Marvel's premier Cloak & Dagger organization, S.H.I.E.L.D., prefers to operate out of a Helicarrier. It's an Airborne Aircraft Carrier , and it's exactly as cool as it sounds. Unfortunately, it tends to crash. A lot. This typically causes about as much destruction as you'd expect from dropping something the size of an aircraft carrier from about a mile up, and usually has the inadvertent effect of releasing whatever superpowered psychopaths, alien viruses, etc. that happened to be locked up there at the time.
Helicarriers fall victim to The Worf Effect so often that in Secret Avengers, it is shown that S.H.I.E.L.D. actually has a sign counting down the number of days since their last Helicarrier crash.
The Cosmic Cube... you can do almost anything as long as you are thinking about it. Want D.C. to be a lake of fire? It will be, until you fall asleep. Then everything's back to normal and the heroes are kicking your teeth down your throat. In fact, anything you allow yourself to think about will take on some degree of reality and if you dream, that becomes real too. Even Doctor Doom couldn't handle it for very long.
Lampshaded by The Falcon at one point, who noted that the damn thing never works right and almost always backfires on whoever is trying to use it. He went on to suggest that there may be some Monkey's Paw-style karma involved.
Depending on the Writer, the suckers aren't actually that hard for alien civilizations to make.

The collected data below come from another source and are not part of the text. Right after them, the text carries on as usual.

//! Message records flowing through the extraction pipeline.
//!
//! - [`MessageRecord`] is what a history provider returns for each message. It
//!   is transient: the pipeline filters it and drops it within one batch.
//! - [`MatchRecord`] is a message that passed the keyword filter, enriched with
//!   the sender's display name and a permalink. It is what gets exported.
//!
//! # Examples
//!
//! ```
//! use chatgrep::MessageRecord;
//! use chrono::{TimeZone, Utc};
//!
//! let msg = MessageRecord::new(42, Utc.with_ymd_and_hms(2024, 6, 15, 12, 0, 0).unwrap())
//!     .with_text("Selling a bike, DM me")
//!     .with_sender("user1001")
//!     .with_views(120);
//!
//! assert_eq!(msg.text(), Some("Selling a bike, DM me"));
//! assert_eq!(msg.views, 120);
//! ```

use chrono::{DateTime, Utc};
use serde::{Deserialize, Serialize};

/// Opaque reference to a message author, as handed out by the provider.
///
/// Only the provider knows how to turn it into a profile; the pipeline just
/// passes it back through [`HistorySource::get_sender`](crate::source::HistorySource::get_sender).
#[derive(Debug, Clone, PartialEq, Eq, Hash, Serialize, Deserialize)]
pub struct SenderRef(pub String);

impl SenderRef {
    pub fn new(id: impl Into<String>) -> Self {
        Self(id.into())
    }

    pub fn as_str(&self) -> &str {
        &self.0
    }
}

impl std::fmt::Display for SenderRef {
    fn fmt(&self, f: &mut std::fmt::Formatter<'_>) -> std::fmt::Result {
        f.write_str(&self.0)
    }
}

/// A message fetched from a group's history.
#[derive(Debug, Clone, PartialEq, Serialize, Deserialize)]
pub struct MessageRecord {
    /// Provider message id. Ids grow with time inside one chat.
    pub id: u64,

    /// When the message was sent.
    pub timestamp: DateTime<Utc>,

    /// Text content. Media-only and service messages have none.
    #[serde(default, skip_serializing_if = "Option::is_none")]
    pub text: Option<String>,

    /// Author reference. Absent for anonymous admins and channel posts.
    #[serde(default, skip_serializing_if = "Option::is_none")]
    pub sender: Option<SenderRef>,

    /// View counter (channels only, 0 otherwise).
    #[serde(default)]
    pub views: u64,

    /// Forward counter.
    #[serde(default)]
    pub forwards: u64,

    /// Number of replies in the discussion thread.
    #[serde(default)]
    pub replies: u64,

    /// Reactions of all kinds, summed.
    #[serde(default)]
    pub reactions: u64,
}

impl MessageRecord {
    /// Creates a message with no text, no sender and zeroed counters.
    pub fn new(id: u64, timestamp: DateTime<Utc>) -> Self {
        Self {
            id,
            timestamp,
            text: None,
            sender: None,
            views: 0,
            forwards: 0,
            replies: 0,
            reactions: 0,
        }
    }

    // =========================================================================
    // Builder methods
    // =========================================================================

    #[must_use]
    pub fn with_text(mut self, text: impl Into<String>) -> Self {
        self.text = Some(text.into());
        self
    }

    #[must_use]
    pub fn with_sender(mut self, sender: impl Into<String>) -> Self {
        self.sender = Some(SenderRef::new(sender));
        self
    }

    #[must_use]
    pub fn with_views(mut self, views: u64) -> Self {
        self.views = views;
        self
    }

    #[must_use]
    pub fn with_forwards(mut self, forwards: u64) -> Self {
        self.forwards = forwards;
        self
    }

    #[must_use]
    pub fn with_replies(mut self, replies: u64) -> Self {
        self.replies = replies;
        self
    }

    #[must_use]
    pub fn with_reactions(mut self, reactions: u64) -> Self {
        self.reactions = reactions;
        self
    }

    /// Returns the text, treating an empty string as absent.
    pub fn text(&self) -> Option<&str> {
        self.text.as_deref().filter(|t| !t.is_empty())
    }
}

/// A message that matched the search, ready for export.
///
/// Immutable once built; owned by the aggregated result.
#[derive(Debug, Clone, PartialEq, Serialize, Deserialize)]
pub struct MatchRecord {
    /// Group or channel title
    pub group: String,

    /// The link line the group was requested with
    pub group_link: String,

    /// Resolved sender display name, or the locale placeholder
    pub sender: String,

    /// Provider message id
    pub message_id: u64,

    /// When the message was sent
    pub timestamp: DateTime<Utc>,

    /// Full message text
    pub text: String,

    /// Public permalink, when the group has a username
    #[serde(default, skip_serializing_if = "Option::is_none")]
    pub url: Option<String>,

    #[serde(default)]
    pub views: u64,

    #[serde(default)]
    pub forwards: u64,

    #[serde(default)]
    pub replies: u64,

    #[serde(default)]
    pub reactions: u64,
}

The Skrulls had one. Even us humans have made a couple. It's just a matter of learning the hard way that the little suckers are id monster factories, and then you don't make them any more.
The Ultimates for a while. A multi-billion dollar super-squad just sitting around because they caught all the bad guys? Well, rescuing people from a fire is cool but we got guys for that.

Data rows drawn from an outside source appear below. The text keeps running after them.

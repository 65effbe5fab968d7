//! Keyword and date filters.
//!
//! This module provides [`KeywordFilter`] for matching message text and
//! [`DateRange`] for the optional inclusive date window.
//!
//! # Filter Types
//!
//! | Filter | Constructor | Description |
//! |--------|-------------|-------------|
//! | Literal | [`KeywordFilter::literal`] | Substring, case-insensitive by default |
//! | Regex | [`KeywordFilter::regex`] | `regex` crate syntax, case-insensitive by default |
//! | Date from | [`DateRange::with_date_from`] | Messages on or after date |
//! | Date to | [`DateRange::with_date_to`] | Messages on or before date |
//!
//! # Examples
//!
//! ```
//! use chatgrep::core::filter::KeywordFilter;
//!
//! let filter = KeywordFilter::literal("Hello", false)?;
//! assert!(filter.is_match(Some("say HELLO world")));
//! assert!(!filter.is_match(None));
//! # Ok::<(), chatgrep::ChatgrepError>(())
//! ```
//!
//! # Behavior Notes
//!
//! - Absent or empty text never matches
//! - Invalid patterns are rejected at construction, before any fetching
//! - The date window is applied before keyword matching

use chrono::{DateTime, NaiveDate, Utc};
use regex::{Regex, RegexBuilder};
use serde::{Deserialize, Serialize};

use crate::MessageRecord;
use crate::config::{MatchMode, SearchConfig};
use crate::error::ChatgrepError;

/// Compiled keyword or regular-expression matcher.
#[derive(Debug, Clone)]
pub struct KeywordFilter {
    pattern: String,
    mode: MatchMode,
    regex: Regex,
}

impl KeywordFilter {
    /// Builds a substring matcher.
    ///
    /// # Errors
    ///
    /// Returns [`ChatgrepError::EmptyKeyword`] for blank keywords.
    pub fn literal(keyword: &str, case_sensitive: bool) -> Result<Self, ChatgrepError> {
        Self::build(keyword, MatchMode::Literal, case_sensitive)
    }

    /// Builds a regular-expression matcher.
    ///
    /// # Errors
    ///
    /// Returns [`ChatgrepError::InvalidPattern`] if the pattern does not compile.
    pub fn regex(pattern: &str, case_sensitive: bool) -> Result<Self, ChatgrepError> {
        Self::build(pattern, MatchMode::Regex, case_sensitive)
    }

    /// Builds the matcher described by a search configuration.
    pub fn from_config(config: &SearchConfig) -> Result<Self, ChatgrepError> {
        Self::build(&config.keyword, config.mode, config.case_sensitive)
    }

    fn build(pattern: &str, mode: MatchMode, case_sensitive: bool) -> Result<Self, ChatgrepError> {
        if pattern.trim().is_empty() {
            return Err(ChatgrepError::EmptyKeyword);
        }

        let source = match mode {
            MatchMode::Literal => regex::escape(pattern),
            MatchMode::Regex => pattern.to_string(),
        };
        let regex = RegexBuilder::new(&source)
            .case_insensitive(!case_sensitive)
            .build()
            .map_err(|e| ChatgrepError::invalid_pattern(pattern, e))?;

        Ok(Self {
            pattern: pattern.to_string(),
            mode,
            regex,
        })
    }

    /// The pattern as supplied.
    pub fn pattern(&self) -> &str {
        &self.pattern
    }

    pub fn mode(&self) -> MatchMode {
        self.mode
    }

    /// Returns `true` if `text` is present, non-empty and matches.
    pub fn is_match(&self, text: Option<&str>) -> bool {
        match text {
            Some(t) if !t.is_empty() => self.regex.is_match(t),
            _ => false,
        }
    }

    /// Matches a message's text.
    pub fn matches(&self, msg: &MessageRecord) -> bool {
        self.is_match(msg.text())
    }
}

/// Inclusive date window. No bounds means every message passes.
///
/// # Examples
///
/// ```
/// use chatgrep::core::filter::DateRange;
/// use chrono::{TimeZone, Utc};
///
/// # fn main() -> chatgrep::Result<()> {
/// let range = DateRange::new()
///     .with_date_from("2024-06-01")?
///     .with_date_to("2024-06-30")?;
///
/// assert!(range.contains(Utc.with_ymd_and_hms(2024, 6, 30, 23, 0, 0).unwrap()));
/// assert!(!range.contains(Utc.with_ymd_and_hms(2024, 7, 1, 0, 0, 0).unwrap()));
/// # Ok(())
/// # }
/// ```
#[derive(Debug, Clone, Copy, Default, PartialEq, Eq, Serialize, Deserialize)]
pub struct DateRange {
    /// Include only messages on or after this timestamp.
    #[serde(default, skip_serializing_if = "Option::is_none")]
    pub from: Option<DateTime<Utc>>,

    /// Include only messages on or before this timestamp.
    #[serde(default, skip_serializing_if = "Option::is_none")]
    pub to: Option<DateTime<Utc>>,
}

impl DateRange {
    /// Creates an empty (inactive) range.
    pub fn new() -> Self {
        Self::default()
    }

    /// Sets the start date (inclusive, start of day UTC).
    ///
    /// # Errors
    ///
    /// Returns [`ChatgrepError::InvalidDate`] if the format is not `YYYY-MM-DD`.
    pub fn with_date_from(mut self, date_str: &str) -> Result<Self, ChatgrepError> {
        let start = parse_date(date_str)?
            .and_hms_opt(0, 0, 0)
            .ok_or_else(|| ChatgrepError::invalid_date(date_str))?;
        self.from = Some(start.and_utc());
        Ok(self)
    }

    /// Sets the end date (inclusive, end of day UTC).
    ///
    /// # Errors
    ///
    /// Returns [`ChatgrepError::InvalidDate`] if the format is not `YYYY-MM-DD`.
    pub fn with_date_to(mut self, date_str: &str) -> Result<Self, ChatgrepError> {
        // End of the day to include the full day
        let end = parse_date(date_str)?
            .and_hms_opt(23, 59, 59)
            .ok_or_else(|| ChatgrepError::invalid_date(date_str))?;
        self.to = Some(end.and_utc());
        Ok(self)
    }

    /// Sets the start timestamp directly.
    #[must_use]
    pub fn with_from(mut self, dt: DateTime<Utc>) -> Self {
        self.from = Some(dt);
        self
    }

    /// Sets the end timestamp directly.
    #[must_use]
    pub fn with_to(mut self, dt: DateTime<Utc>) -> Self {
        self.to = Some(dt);
        self
    }

    /// Returns `true` if any bound is set.
    pub fn is_active(&self) -> bool {
        self.from.is_some() || self.to.is_some()
    }

    /// Returns `true` if `ts` lies inside the window.
    pub fn contains(&self, ts: DateTime<Utc>) -> bool {
        if self.from.is_some_and(|from| ts < from) {
            return false;
        }
        if self.to.is_some_and(|to| ts > to) {
            return false;
        }
        true
    }

    /// Returns `true` if `ts` is older than the window start.
    ///
    /// History is paged newest-first, so once a batch reaches this point
    /// nothing further can match.
    pub fn is_before(&self, ts: DateTime<Utc>) -> bool {
        self.from.is_some_and(|from| ts < from)
    }
}

fn parse_date(date_str: &str) -> Result<NaiveDate, ChatgrepError> {
    NaiveDate::parse_from_str(date_str.trim(), "%Y-%m-%d")
        .map_err(|_| ChatgrepError::invalid_date(date_str))
}
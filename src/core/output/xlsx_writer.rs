//! Excel workbook writer.
//!
//! One "Results" sheet with the shared [`HEADER`] in bold, a frozen header
//! row and one row per match. Counters are numeric cells, dates are text in
//! [`DATE_FORMAT`] so they read the same as in the CSV export.

use std::path::Path;

use rust_xlsxwriter::{Format, Workbook, Worksheet, XlsxError};

use super::{DATE_FORMAT, HEADER};
use crate::MatchRecord;
use crate::error::Result;

/// Name of the worksheet holding the matches.
pub const SHEET_NAME: &str = "Results";

/// Longest string a cell accepts.
const MAX_CELL_CHARS: usize = 32_767;

const COLUMN_WIDTHS: [f64; 9] = [24.0, 28.0, 24.0, 20.0, 80.0, 36.0, 10.0, 10.0, 10.0];

/// Writes matches as an `.xlsx` workbook.
pub fn write_xlsx(matches: &[MatchRecord], output_path: impl AsRef<Path>) -> Result<()> {
    let mut workbook = build_workbook(matches)?;
    workbook.save(output_path.as_ref())?;
    Ok(())
}

/// Same as [`write_xlsx`], returned as the workbook's bytes.
pub fn to_xlsx_bytes(matches: &[MatchRecord]) -> Result<Vec<u8>> {
    let mut workbook = build_workbook(matches)?;
    Ok(workbook.save_to_buffer()?)
}

fn build_workbook(matches: &[MatchRecord]) -> std::result::Result<Workbook, XlsxError> {
    let mut workbook = Workbook::new();
    let sheet = workbook.add_worksheet();
    sheet.set_name(SHEET_NAME)?;

    let bold = Format::new().set_bold();
    for ((col, title), width) in (0u16..).zip(HEADER).zip(COLUMN_WIDTHS) {
        sheet.write_string_with_format(0, col, title, &bold)?;
        sheet.set_column_width(col, width)?;
    }
    sheet.set_freeze_panes(1, 0)?;

    for (row, m) in (1u32..).zip(matches) {
        write_row(sheet, row, m)?;
    }

    Ok(workbook)
}

fn write_row(sheet: &mut Worksheet, row: u32, m: &MatchRecord) -> std::result::Result<(), XlsxError> {
    sheet.write_string(row, 0, &cell_text(&m.group))?;
    sheet.write_string(row, 1, &cell_text(&m.group_link))?;
    sheet.write_string(row, 2, &cell_text(&m.sender))?;
    sheet.write_string(row, 3, &m.timestamp.format(DATE_FORMAT).to_string())?;
    sheet.write_string(row, 4, &cell_text(&m.text))?;
    if let Some(url) = &m.url {
        sheet.write_string(row, 5, &cell_text(url))?;
    }
    sheet.write_number(row, 6, m.views as f64)?;
    sheet.write_number(row, 7, m.forwards as f64)?;
    sheet.write_number(row, 8, m.replies as f64)?;
    Ok(())
}

/// Cuts text to what a cell can hold.
fn cell_text(text: &str) -> String {
    if text.chars().count() <= MAX_CELL_CHARS {
        text.to_string()
    } else {
        text.chars().take(MAX_CELL_CHARS).collect()
    }
}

Of all of the Batsuits made, Jean-Paul Valley's suit during Knightfall fits this, especially the final variation. Massively flared out armored cape segments, built-in flamethrower, armor from head to toe. Can't fit through small spaces, easily ignite yourself from leaking gas and you gotta be superhumanly strong just to move around in that thing like you were Bruce Wayne himself.

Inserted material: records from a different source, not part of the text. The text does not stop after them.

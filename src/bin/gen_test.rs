//! Fixture generator: writes a directory of Telegram Desktop style exports
//! plus a matching `links.txt`, for trying chatgrep without a live account.
//!
//! Usage: cargo run --features gen-test --bin gen_test -- [groups] [messages] [dir]
//! Example: cargo run --features gen-test --bin gen_test -- 5 20000 exports

use std::env;
use std::fs::{self, File};
use std::io::{self, BufWriter, Write};
use std::path::Path;

use rand::Rng;
use rand::seq::SliceRandom;
use serde_json::{Value, json};

const KEYWORDS: &[&str] = &["hiring", "rust", "remote", "продам", "куплю"];

const FILLER: &[&str] = &[
    "good morning everyone",
    "has anyone tried the new release?",
    "link in bio",
    "thanks, that worked",
    "Всем привет",
    "see the pinned message",
    "+1",
    "😂😂😂",
    "can someone review my PR",
    "what time is the meetup",
];

const SENDERS: &[(&str, &str)] = &[
    ("user1001", "Alice Smith"),
    ("user1002", "Bob"),
    ("user1003", "Иван Петров"),
    ("user1004", "Мария"),
    ("user1005", "村上"),
    ("user1006", "User;With;Semicolons"),
    ("user1007", "User \"Quoted\""),
    ("channel2001", "Announcements"),
];

fn main() -> io::Result<()> {
    let args: Vec<String> = env::args().collect();

    let groups: usize = args.get(1).and_then(|s| s.parse().ok()).unwrap_or(3);
    let messages: u64 = args.get(2).and_then(|s| s.parse().ok()).unwrap_or(5_000);
    let dir = args.get(3).map_or("exports", String::as_str);

    println!("🧪 Export Generator");
    println!("━━━━━━━━━━━━━━━━━━━━━━━━━━━━━━━━━━");
    println!("   Groups:   {}", groups);
    println!("   Messages: {} per group", messages);
    println!("   Output:   {}", dir);
    println!();

    let dir = Path::new(dir);
    fs::create_dir_all(dir)?;

    let start = std::time::Instant::now();
    let mut rng = rand::thread_rng();
    let mut links = Vec::with_capacity(groups + 1);

    for g in 0..groups {
        let username = format!("test_group_{}", g + 1);
        let export = generate_group(&mut rng, g as i64 + 1, &username, messages);
        write_json(&dir.join(format!("{}.json", username)), &export)?;
        links.push(format!("https://t.me/{}", username));
        eprint!("\r   Generated {}/{} groups", g + 1, groups);
    }

    // One group reachable only through an invite link
    let invite = generate_group(&mut rng, 9_999, "private", messages / 10);
    write_json(&dir.join("invite_TestInviteHash.json"), &invite)?;
    links.push("https://t.me/+TestInviteHash".to_string());
    links.push("@missing_group".to_string());

    fs::write(dir.join("links.txt"), links.join("\n") + "\n")?;

    println!("\n\n✅ Done!");
    println!("   Links: {}", dir.join("links.txt").display());
    println!("   Time:  {:.2}s", start.elapsed().as_secs_f64());
    Ok(())
}

fn generate_group(rng: &mut impl Rng, id: i64, name: &str, count: u64) -> Value {
    let mut date: u64 = 1_700_000_000;
    let messages: Vec<Value> = (1..=count)
        .map(|i| {
            date += rng.gen_range(30..600);
            if rng.gen_bool(0.02) {
                return json!({
                    "id": i,
                    "type": "service",
                    "date_unixtime": date.to_string(),
                    "action": "pin_message",
                });
            }

            let (from_id, from) = SENDERS.choose(rng).copied().unwrap_or(SENDERS[0]);
            let mut msg = json!({
                "id": i,
                "type": "message",
                "date_unixtime": date.to_string(),
                "from": from,
                "from_id": from_id,
                "text": generate_text(rng),
                "views": rng.gen_range(0..5_000),
                "forwards": rng.gen_range(0..50),
                "replies": rng.gen_range(0..20),
                "reactions": [{"type": "emoji", "count": rng.gen_range(1..30), "emoji": "👍"}],
            });
            if rng.gen_bool(0.05) {
                // Media-only message
                msg["text"] = json!("");
                msg["photo"] = json!("photos/photo_1.jpg");
            }
            msg
        })
        .collect();

    json!({
        "name": format!("Test {}", name),
        "type": "public_supergroup",
        "id": id,
        "messages": messages,
    })
}

fn generate_text(rng: &mut impl Rng) -> Value {
    let filler = FILLER.choose(rng).copied().unwrap_or("hello");
    if !rng.gen_bool(0.1) {
        return json!(filler);
    }

    let keyword = KEYWORDS.choose(rng).copied().unwrap_or("rust");
    let keyword = if rng.gen_bool(0.5) { keyword.to_uppercase() } else { keyword.to_string() };
    if rng.gen_bool(0.3) {
        // Entity array, as exports store formatted text
        json!([filler, " ", {"type": "bold", "text": keyword}, " details inside"])
    } else {
        json!(format!("{} {} {}", filler, keyword, filler))
    }
}

fn write_json(path: &Path, value: &Value) -> io::Result<()> {
    let mut writer = BufWriter::with_capacity(1024 * 1024, File::create(path)?);
    serde_json::to_writer(&mut writer, value)?;
    writer.flush()
}
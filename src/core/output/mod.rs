//! Export writers for match sets.
//!
//! - [`write_csv`] / [`to_csv`] - comma-separated CSV (`csv-output` feature)
//! - [`write_xlsx`] / [`to_xlsx_bytes`] - Excel workbook (`xlsx-output` feature)
//! - [`write_json`] / [`to_json`] - JSON array (`json-output` feature)
//! - [`write_jsonl`] / [`to_jsonl`] - JSON Lines (`json-output` feature)
//!
//! The tabular writers share the column layout in [`HEADER`]:
//! Group, Group link, Sender, Date, Text, Message link, Views, Forwards, Replies.
//!
//! # Example
//!
//! ```rust,no_run
//! # #[cfg(all(feature = "xlsx-output", feature = "json-output"))]
//! # fn main() -> chatgrep::Result<()> {
//! use chatgrep::core::output::{write_jsonl, write_xlsx};
//! use chatgrep::MatchRecord;
//!
//! let matches: Vec<MatchRecord> = Vec::new();
//!
//! write_xlsx(&matches, "results.xlsx")?;
//! write_jsonl(&matches, "results.jsonl")?;
//! # Ok(())
//! # }
//! # #[cfg(not(all(feature = "xlsx-output", feature = "json-output")))]
//! # fn main() {}
//! ```

#[cfg(feature = "csv-output")]
mod csv_writer;
#[cfg(feature = "json-output")]
mod json_writer;
#[cfg(feature = "json-output")]
mod jsonl_writer;
#[cfg(feature = "xlsx-output")]
mod xlsx_writer;

#[cfg(feature = "csv-output")]
pub use csv_writer::{to_csv, write_csv};
#[cfg(feature = "json-output")]
pub use json_writer::{to_json, write_json};
#[cfg(feature = "json-output")]
pub use jsonl_writer::{to_jsonl, write_jsonl};
#[cfg(feature = "xlsx-output")]
pub use xlsx_writer::{SHEET_NAME, to_xlsx_bytes, write_xlsx};

/// Column titles, in output order.
pub const HEADER: [&str; 9] = [
    "Group",
    "Group link",
    "Sender",
    "Date",
    "Text",
    "Message link",
    "Views",
    "Forwards",
    "Replies",
];

/// Date column format.
pub const DATE_FORMAT: &str = "%Y-%m-%d %H:%M:%S";
//! Activity statistics over a set of matches.
//!
//! Per-day message/view/forward/reaction counts and the most active senders, the
//! numbers a dashboard would chart.

use std::collections::{BTreeMap, HashMap};

use chrono::NaiveDate;
use serde::Serialize;

use crate::MatchRecord;

/// Totals for one UTC calendar day.
#[derive(Debug, Clone, Copy, PartialEq, Eq, Serialize)]
pub struct DailyActivity {
    pub date: NaiveDate,
    pub messages: usize,
    pub views: u64,
    pub forwards: u64,
    pub reactions: u64,
}

/// Message count for one sender.
#[derive(Debug, Clone, PartialEq, Eq, Serialize)]
pub struct SenderActivity {
    pub sender: String,
    pub messages: usize,
}

/// Aggregated activity of a match set.
#[derive(Debug, Clone, Default, PartialEq, Eq, Serialize)]
pub struct ActivityStats {
    /// Days in ascending order, only days with at least one message
    pub days: Vec<DailyActivity>,
    /// Most active senders, busiest first, ties by name
    pub top_senders: Vec<SenderActivity>,
    pub total_messages: usize,
    pub total_views: u64,
}

impl ActivityStats {
    /// Computes statistics, keeping the `top_n` busiest senders.
    pub fn from_matches(matches: &[MatchRecord], top_n: usize) -> Self {
        let mut days: BTreeMap<NaiveDate, DailyActivity> = BTreeMap::new();
        let mut senders: HashMap<&str, usize> = HashMap::new();

        for m in matches {
            let date = m.timestamp.date_naive();
            let day = days.entry(date).or_insert(DailyActivity {
                date,
                messages: 0,
                views: 0,
                forwards: 0,
                reactions: 0,
            });
            day.messages += 1;
            day.views += m.views;
            day.forwards += m.forwards;
            day.reactions += m.reactions;

            *senders.entry(m.sender.as_str()).or_default() += 1;
        }

        let mut top_senders: Vec<SenderActivity> = senders
            .into_iter()
            .map(|(sender, messages)| SenderActivity {
                sender: sender.to_string(),
                messages,
            })
            .collect();
        top_senders.sort_by(|a, b| b.messages.cmp(&a.messages).then_with(|| a.sender.cmp(&b.sender)));
        top_senders.truncate(top_n);

        Self {
            days: days.into_values().collect(),
            top_senders,
            total_messages: matches.len(),
            total_views: matches.iter().map(|m| m.views).sum(),
        }
    }

    /// Average views per message, 0 for an empty set.
    pub fn average_views(&self) -> f64 {
        if self.total_messages == 0 {
            return 0.0;
        }
        self.total_views as f64 / self.total_messages as f64
    }
}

Ironically, Jean-Paul would discover this with Batman's cape - long and billowy, but it has way too much drag. Dick Grayson, during his second tenure as Batman, would complain about the cape as well as it got in the way of his more acrobatic style.
If Hank Pym is any example, turning yourself into a giant seems to be a rather impractical power for a hero. You never have enough room to move around, you're always in danger of breaking stuff or hurting someone by accident, and you're a target the size of a barn. Then again, if you're a villain who just wants to randomly smash stuff, it's pretty awesome.
Emphasized even further in The Ultimates, where it's shown that the very act of getting his costume on (which unlike his 616 counterpart, does not shrink or enlarge itself to accommodate his changes in size and thus must be stored in a nearby warehouse when not in use) requires several hours of preparation. If he wants to use his powers as a spur of the moment action, he has to do it in his birthday suit.
Adamantium. Sure, it's indestructible, but it's incredibly rare, prohibitively expensive, and almost impossible to work. You can't recycle it, either: Once it's been worked and set into a particular shape it can't be reworked. Oh, and it's highly toxic, too. The only reason Wolverine can even live with his indestructible skeleton is because of his Healing Factor, and the very presence of the adamantium in his body greatly impairs his ability to heal. Oh, and it's magnetic, so indestructible or not, it's pretty much worthless if you're up against someone like Magneto.
The toxicity thing only gets applied to Wolverine though, as several other characters have been laced with Adamantium without the benefit of an advanced healing factor (Bullseye, Hammerhead, Lady Deathstrike) with no ill effects. Occasionally handwaved by them taking medication to counter the poisoning. And in Deathstrike's case, the fact that she's not only a cyborg but one created at least partially by magic.
In an Archie comic story, one day an elf-like wizard appears out of nowhere and bestow on Archie a gift of "magic sneakers" that enable him to run at lightning speed (think The Flash). Yet none of Archie's friends are impressed; Jughead says that he'll just have to wait for everyone else to catch up when he gets to places first, and Betty scoffs at the whole thing, that one shouldn't be in such a rush all the time and stop to smell the roses. But Archie decides he really has no use for the sneakers when his chief love-interest, Veronica, refuses to go out with him because the speed would cause windburn and mess up her hairdo.
At one time, Spider-Man wore a special Spider-Armor to battle the New Enforcers when he found himself overpowered. While it did protect him, it was too bulky and it killed his legendary speed and agility. Later Spider-Armor were much more compact and allowed him to keep said speed and agility.